PROBLEM REQUIREMENTS:
Everything before the line containing "return Ok(());" stays out; print that line and all lines below it through the last, exactly.

(Beginning of PROVIDED RECORDS)

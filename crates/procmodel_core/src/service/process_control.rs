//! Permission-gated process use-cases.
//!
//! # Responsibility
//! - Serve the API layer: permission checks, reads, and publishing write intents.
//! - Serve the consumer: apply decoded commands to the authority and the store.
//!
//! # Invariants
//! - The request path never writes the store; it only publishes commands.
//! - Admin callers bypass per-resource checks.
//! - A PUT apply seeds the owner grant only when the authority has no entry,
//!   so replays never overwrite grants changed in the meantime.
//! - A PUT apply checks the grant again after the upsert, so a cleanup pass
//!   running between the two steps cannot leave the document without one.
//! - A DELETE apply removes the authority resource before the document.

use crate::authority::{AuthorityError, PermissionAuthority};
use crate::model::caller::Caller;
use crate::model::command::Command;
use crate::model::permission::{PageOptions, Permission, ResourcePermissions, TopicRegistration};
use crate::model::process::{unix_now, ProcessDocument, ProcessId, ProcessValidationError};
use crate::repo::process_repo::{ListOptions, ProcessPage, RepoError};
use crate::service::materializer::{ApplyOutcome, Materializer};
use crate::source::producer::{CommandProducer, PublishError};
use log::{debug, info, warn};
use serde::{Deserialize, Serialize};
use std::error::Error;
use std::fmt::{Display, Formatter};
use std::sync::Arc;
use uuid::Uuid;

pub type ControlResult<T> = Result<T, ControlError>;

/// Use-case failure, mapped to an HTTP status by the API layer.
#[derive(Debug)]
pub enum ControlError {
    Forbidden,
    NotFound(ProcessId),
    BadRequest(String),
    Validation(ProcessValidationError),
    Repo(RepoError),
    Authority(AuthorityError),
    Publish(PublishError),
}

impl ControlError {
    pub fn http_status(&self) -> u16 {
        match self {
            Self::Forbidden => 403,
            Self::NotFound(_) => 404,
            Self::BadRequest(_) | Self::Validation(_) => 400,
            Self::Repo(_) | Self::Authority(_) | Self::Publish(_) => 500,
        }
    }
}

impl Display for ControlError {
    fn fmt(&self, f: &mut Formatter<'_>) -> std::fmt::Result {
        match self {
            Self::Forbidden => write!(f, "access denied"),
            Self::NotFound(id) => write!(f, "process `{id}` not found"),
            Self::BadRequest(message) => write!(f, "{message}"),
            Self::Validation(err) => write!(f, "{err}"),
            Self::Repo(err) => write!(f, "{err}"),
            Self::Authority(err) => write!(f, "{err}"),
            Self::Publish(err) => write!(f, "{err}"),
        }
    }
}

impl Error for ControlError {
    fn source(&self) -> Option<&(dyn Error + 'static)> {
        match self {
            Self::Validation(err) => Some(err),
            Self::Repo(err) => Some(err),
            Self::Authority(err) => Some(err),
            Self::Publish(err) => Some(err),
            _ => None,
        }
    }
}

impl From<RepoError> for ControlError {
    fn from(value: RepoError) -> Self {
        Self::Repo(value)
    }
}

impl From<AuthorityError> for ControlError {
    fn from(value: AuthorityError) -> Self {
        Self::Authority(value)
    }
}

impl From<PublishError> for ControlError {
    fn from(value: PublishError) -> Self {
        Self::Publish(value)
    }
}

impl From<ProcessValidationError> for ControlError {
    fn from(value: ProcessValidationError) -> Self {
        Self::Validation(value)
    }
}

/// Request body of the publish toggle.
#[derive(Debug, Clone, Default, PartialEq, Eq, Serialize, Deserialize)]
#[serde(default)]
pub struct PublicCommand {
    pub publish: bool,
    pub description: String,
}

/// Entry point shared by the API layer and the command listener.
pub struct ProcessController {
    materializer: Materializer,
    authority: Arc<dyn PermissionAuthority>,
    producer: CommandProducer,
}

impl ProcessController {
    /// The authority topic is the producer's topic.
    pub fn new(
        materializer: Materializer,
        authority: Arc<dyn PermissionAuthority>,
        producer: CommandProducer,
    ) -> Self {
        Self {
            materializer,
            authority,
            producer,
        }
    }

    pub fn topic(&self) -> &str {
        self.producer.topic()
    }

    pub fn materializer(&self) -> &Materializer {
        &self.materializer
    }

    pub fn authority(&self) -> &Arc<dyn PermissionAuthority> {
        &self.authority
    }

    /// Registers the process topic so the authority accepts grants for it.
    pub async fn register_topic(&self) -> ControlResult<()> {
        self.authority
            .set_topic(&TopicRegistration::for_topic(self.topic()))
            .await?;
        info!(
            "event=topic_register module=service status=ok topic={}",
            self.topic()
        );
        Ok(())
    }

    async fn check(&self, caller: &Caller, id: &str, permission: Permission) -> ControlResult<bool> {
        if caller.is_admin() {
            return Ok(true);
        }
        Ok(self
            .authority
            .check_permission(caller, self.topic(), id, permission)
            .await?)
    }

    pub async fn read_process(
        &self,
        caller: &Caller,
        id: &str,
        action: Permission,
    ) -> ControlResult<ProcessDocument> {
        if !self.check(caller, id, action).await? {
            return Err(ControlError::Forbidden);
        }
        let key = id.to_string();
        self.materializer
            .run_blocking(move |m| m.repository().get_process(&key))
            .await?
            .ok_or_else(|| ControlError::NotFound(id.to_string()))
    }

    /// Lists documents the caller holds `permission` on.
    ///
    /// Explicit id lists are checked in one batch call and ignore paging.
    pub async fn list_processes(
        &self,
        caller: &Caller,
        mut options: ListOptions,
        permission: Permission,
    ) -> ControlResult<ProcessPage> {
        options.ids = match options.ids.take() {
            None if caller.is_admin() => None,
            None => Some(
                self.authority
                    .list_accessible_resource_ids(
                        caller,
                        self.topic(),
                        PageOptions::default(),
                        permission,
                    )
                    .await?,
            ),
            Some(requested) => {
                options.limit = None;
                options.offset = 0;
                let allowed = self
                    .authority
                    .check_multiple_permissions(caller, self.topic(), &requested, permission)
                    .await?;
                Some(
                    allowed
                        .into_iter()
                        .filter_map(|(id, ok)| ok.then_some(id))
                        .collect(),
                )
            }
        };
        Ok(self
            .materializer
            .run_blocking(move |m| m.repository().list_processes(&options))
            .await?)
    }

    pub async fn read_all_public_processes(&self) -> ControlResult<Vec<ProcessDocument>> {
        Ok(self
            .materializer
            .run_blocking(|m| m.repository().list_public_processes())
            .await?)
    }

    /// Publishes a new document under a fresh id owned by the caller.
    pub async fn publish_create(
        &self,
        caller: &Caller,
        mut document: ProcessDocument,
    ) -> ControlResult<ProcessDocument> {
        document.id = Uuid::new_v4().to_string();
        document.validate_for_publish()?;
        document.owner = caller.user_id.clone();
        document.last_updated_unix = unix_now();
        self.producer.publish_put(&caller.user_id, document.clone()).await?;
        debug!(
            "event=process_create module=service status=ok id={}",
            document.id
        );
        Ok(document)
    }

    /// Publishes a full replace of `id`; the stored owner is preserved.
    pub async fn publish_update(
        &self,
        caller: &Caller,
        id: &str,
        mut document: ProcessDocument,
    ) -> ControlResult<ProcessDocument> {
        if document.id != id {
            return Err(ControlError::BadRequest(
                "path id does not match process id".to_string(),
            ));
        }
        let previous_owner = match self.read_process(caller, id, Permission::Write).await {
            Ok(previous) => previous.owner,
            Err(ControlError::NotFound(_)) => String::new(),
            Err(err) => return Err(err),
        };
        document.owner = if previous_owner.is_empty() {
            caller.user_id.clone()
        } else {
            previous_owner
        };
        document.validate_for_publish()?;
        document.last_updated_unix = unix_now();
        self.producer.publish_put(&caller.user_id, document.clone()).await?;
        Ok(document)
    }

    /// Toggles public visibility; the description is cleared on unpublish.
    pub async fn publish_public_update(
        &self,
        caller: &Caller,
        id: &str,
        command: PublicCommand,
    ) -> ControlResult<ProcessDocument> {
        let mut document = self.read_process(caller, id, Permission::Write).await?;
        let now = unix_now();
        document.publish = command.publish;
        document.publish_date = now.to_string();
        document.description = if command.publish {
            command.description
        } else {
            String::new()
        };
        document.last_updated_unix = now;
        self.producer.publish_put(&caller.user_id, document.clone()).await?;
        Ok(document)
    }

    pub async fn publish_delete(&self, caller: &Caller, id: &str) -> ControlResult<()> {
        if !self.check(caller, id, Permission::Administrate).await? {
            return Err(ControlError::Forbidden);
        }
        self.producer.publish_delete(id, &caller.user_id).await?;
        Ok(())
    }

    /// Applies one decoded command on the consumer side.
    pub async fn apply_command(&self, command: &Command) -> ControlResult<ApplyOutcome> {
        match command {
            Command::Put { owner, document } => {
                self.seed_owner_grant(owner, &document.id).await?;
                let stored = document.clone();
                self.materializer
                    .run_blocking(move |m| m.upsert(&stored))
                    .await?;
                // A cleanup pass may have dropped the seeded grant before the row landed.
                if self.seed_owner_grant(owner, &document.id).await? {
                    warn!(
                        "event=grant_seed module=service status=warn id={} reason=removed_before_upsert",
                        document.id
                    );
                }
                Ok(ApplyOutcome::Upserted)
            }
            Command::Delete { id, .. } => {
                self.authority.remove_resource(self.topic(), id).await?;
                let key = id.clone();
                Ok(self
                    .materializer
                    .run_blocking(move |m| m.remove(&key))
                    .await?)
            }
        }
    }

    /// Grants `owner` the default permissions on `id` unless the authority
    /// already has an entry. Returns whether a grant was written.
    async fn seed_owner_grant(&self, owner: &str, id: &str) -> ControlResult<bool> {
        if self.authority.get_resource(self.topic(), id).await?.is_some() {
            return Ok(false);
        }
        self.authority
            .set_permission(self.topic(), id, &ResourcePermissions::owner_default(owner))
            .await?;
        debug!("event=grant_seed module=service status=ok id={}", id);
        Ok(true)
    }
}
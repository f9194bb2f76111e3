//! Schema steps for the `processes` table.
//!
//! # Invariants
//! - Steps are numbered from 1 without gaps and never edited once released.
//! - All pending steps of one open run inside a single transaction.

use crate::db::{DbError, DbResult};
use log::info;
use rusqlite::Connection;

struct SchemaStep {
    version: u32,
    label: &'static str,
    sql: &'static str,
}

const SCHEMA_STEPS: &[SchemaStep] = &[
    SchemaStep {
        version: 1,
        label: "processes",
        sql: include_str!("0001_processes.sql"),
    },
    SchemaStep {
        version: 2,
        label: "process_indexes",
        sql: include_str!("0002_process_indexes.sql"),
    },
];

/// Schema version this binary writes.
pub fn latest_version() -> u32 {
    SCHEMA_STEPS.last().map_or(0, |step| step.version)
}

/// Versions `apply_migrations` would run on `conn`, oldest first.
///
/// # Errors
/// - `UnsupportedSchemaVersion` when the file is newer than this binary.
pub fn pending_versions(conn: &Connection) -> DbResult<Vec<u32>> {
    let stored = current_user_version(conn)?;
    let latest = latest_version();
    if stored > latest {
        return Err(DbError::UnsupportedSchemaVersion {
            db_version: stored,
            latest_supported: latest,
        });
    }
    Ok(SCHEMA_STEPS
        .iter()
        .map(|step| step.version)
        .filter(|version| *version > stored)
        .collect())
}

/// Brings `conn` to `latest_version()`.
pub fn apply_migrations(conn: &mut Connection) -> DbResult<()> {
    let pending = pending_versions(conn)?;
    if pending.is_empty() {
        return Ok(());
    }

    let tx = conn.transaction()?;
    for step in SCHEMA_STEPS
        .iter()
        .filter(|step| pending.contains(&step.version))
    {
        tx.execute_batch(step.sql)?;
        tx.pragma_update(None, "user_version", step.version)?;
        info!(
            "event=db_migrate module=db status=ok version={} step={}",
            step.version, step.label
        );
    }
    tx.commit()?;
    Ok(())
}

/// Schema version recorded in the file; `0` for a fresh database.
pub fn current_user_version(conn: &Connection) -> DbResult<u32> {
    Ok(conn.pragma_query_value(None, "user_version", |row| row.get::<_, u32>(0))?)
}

(End of PROVIDED RECORDS)

TASK ANSWER:
        return Ok(());
    }

    let tx = conn.transaction()?;
    for step in SCHEMA_STEPS
        .iter()
        .filter(|step| pending.contains(&step.version))
    {
        tx.execute_batch(step.sql)?;
        tx.pragma_update(None, "user_version", step.version)?;
        info!(
            "event=db_migrate module=db status=ok version={} step={}",
            step.version, step.label
        );
    }
    tx.commit()?;
    Ok(())
}

/// Schema version recorded in the file; `0` for a fresh database.
pub fn current_user_version(conn: &Connection) -> DbResult<u32> {
    Ok(conn.pragma_query_value(None, "user_version", |row| row.get::<_, u32>(0))?)
}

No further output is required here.